Task inputs below:
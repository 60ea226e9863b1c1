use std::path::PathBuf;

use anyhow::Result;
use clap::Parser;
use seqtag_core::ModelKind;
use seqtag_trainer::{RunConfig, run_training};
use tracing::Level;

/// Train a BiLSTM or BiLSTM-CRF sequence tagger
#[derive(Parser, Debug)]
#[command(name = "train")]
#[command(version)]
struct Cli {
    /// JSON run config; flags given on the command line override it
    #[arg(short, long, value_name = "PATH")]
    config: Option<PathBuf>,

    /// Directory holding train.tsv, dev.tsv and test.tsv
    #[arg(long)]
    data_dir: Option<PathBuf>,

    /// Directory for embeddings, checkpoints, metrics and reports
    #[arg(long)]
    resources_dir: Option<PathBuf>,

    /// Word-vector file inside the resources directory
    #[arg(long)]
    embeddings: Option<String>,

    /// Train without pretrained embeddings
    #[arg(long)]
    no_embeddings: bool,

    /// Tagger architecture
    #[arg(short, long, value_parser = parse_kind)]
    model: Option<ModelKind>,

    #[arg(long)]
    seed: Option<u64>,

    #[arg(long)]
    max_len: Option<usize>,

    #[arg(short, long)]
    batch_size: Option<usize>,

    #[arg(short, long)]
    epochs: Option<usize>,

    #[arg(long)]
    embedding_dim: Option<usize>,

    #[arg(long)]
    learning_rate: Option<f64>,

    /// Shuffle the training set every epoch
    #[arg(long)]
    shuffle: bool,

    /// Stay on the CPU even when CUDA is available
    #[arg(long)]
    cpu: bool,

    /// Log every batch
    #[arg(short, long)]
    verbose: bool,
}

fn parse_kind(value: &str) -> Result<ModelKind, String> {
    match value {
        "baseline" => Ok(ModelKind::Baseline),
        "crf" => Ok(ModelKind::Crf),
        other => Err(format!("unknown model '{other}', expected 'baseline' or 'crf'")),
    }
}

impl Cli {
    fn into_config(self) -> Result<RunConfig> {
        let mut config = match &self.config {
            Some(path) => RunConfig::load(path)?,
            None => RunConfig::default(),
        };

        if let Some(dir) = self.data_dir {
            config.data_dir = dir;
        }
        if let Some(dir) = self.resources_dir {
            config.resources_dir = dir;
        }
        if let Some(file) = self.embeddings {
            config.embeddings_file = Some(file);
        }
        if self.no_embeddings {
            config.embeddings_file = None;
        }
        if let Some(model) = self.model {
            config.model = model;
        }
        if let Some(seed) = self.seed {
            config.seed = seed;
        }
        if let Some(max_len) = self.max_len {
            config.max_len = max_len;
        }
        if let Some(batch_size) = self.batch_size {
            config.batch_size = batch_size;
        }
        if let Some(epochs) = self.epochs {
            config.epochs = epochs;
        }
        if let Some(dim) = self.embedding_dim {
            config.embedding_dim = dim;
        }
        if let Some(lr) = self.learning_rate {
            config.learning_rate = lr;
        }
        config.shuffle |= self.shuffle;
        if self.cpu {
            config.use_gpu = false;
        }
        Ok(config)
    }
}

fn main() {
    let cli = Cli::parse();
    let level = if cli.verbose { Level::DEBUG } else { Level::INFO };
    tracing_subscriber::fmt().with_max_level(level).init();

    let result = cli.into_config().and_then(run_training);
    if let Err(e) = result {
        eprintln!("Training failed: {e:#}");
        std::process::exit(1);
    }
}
End of Task inputs.
Task inputs below:
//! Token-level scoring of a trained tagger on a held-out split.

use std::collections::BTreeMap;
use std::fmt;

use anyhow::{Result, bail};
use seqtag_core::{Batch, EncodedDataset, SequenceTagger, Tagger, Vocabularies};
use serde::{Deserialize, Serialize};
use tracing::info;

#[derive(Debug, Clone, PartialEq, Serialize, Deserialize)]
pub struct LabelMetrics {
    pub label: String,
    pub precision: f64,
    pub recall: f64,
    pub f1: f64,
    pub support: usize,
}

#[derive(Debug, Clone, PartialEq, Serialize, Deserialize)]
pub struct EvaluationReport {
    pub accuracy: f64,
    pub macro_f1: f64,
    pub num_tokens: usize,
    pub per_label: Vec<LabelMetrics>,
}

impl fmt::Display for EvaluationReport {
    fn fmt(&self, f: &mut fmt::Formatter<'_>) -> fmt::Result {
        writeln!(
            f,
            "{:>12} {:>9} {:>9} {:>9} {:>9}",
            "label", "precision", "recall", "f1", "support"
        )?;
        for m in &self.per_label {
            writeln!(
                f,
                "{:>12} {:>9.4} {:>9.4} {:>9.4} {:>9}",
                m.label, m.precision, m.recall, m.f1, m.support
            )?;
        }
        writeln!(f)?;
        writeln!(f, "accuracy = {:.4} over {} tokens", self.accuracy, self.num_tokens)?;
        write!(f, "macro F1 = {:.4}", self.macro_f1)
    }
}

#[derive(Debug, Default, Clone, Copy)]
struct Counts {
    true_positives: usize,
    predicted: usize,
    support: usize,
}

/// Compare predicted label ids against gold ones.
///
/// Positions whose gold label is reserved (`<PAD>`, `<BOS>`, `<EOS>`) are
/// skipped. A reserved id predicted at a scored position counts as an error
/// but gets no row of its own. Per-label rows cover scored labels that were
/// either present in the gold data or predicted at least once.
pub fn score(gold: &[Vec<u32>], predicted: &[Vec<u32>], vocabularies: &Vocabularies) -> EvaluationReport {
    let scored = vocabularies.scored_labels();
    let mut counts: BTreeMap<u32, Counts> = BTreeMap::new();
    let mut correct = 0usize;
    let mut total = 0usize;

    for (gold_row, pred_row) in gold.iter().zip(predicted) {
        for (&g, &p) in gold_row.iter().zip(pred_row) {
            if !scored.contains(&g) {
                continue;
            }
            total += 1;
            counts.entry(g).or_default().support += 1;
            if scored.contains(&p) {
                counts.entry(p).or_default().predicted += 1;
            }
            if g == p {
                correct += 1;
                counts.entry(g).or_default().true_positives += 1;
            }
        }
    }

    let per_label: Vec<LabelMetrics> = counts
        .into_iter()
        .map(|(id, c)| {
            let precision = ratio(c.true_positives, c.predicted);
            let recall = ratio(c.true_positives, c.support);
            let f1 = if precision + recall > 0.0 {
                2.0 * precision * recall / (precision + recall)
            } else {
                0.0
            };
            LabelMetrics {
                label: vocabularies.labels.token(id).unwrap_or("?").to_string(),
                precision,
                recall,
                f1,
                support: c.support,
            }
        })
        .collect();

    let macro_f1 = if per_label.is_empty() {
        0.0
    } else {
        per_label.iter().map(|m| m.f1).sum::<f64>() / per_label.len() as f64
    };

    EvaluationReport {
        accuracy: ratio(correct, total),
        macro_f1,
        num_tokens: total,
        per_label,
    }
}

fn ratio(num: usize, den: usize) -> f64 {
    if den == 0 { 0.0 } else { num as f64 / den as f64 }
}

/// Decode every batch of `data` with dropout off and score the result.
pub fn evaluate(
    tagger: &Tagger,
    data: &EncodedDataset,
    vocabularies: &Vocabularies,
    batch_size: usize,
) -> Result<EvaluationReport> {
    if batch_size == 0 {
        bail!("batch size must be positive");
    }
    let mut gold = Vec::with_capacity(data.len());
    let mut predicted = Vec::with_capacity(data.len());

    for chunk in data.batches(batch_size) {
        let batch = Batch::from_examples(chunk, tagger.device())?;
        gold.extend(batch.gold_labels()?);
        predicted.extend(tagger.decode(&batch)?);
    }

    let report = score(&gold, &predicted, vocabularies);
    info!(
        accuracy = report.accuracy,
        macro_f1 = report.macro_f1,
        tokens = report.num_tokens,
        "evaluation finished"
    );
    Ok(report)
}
End of Task inputs.
Task inputs below:
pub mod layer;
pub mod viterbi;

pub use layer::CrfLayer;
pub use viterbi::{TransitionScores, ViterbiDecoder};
End of Task inputs.
## Directions for this task:
Return all lines of the material above in which the word "else" occurs.

## Response to the exercise:
    let level = if cli.verbose { Level::DEBUG } else { Level::INFO };
            } else {
    } else {
    if den == 0 { 0.0 } else { num as f64 / den as f64 }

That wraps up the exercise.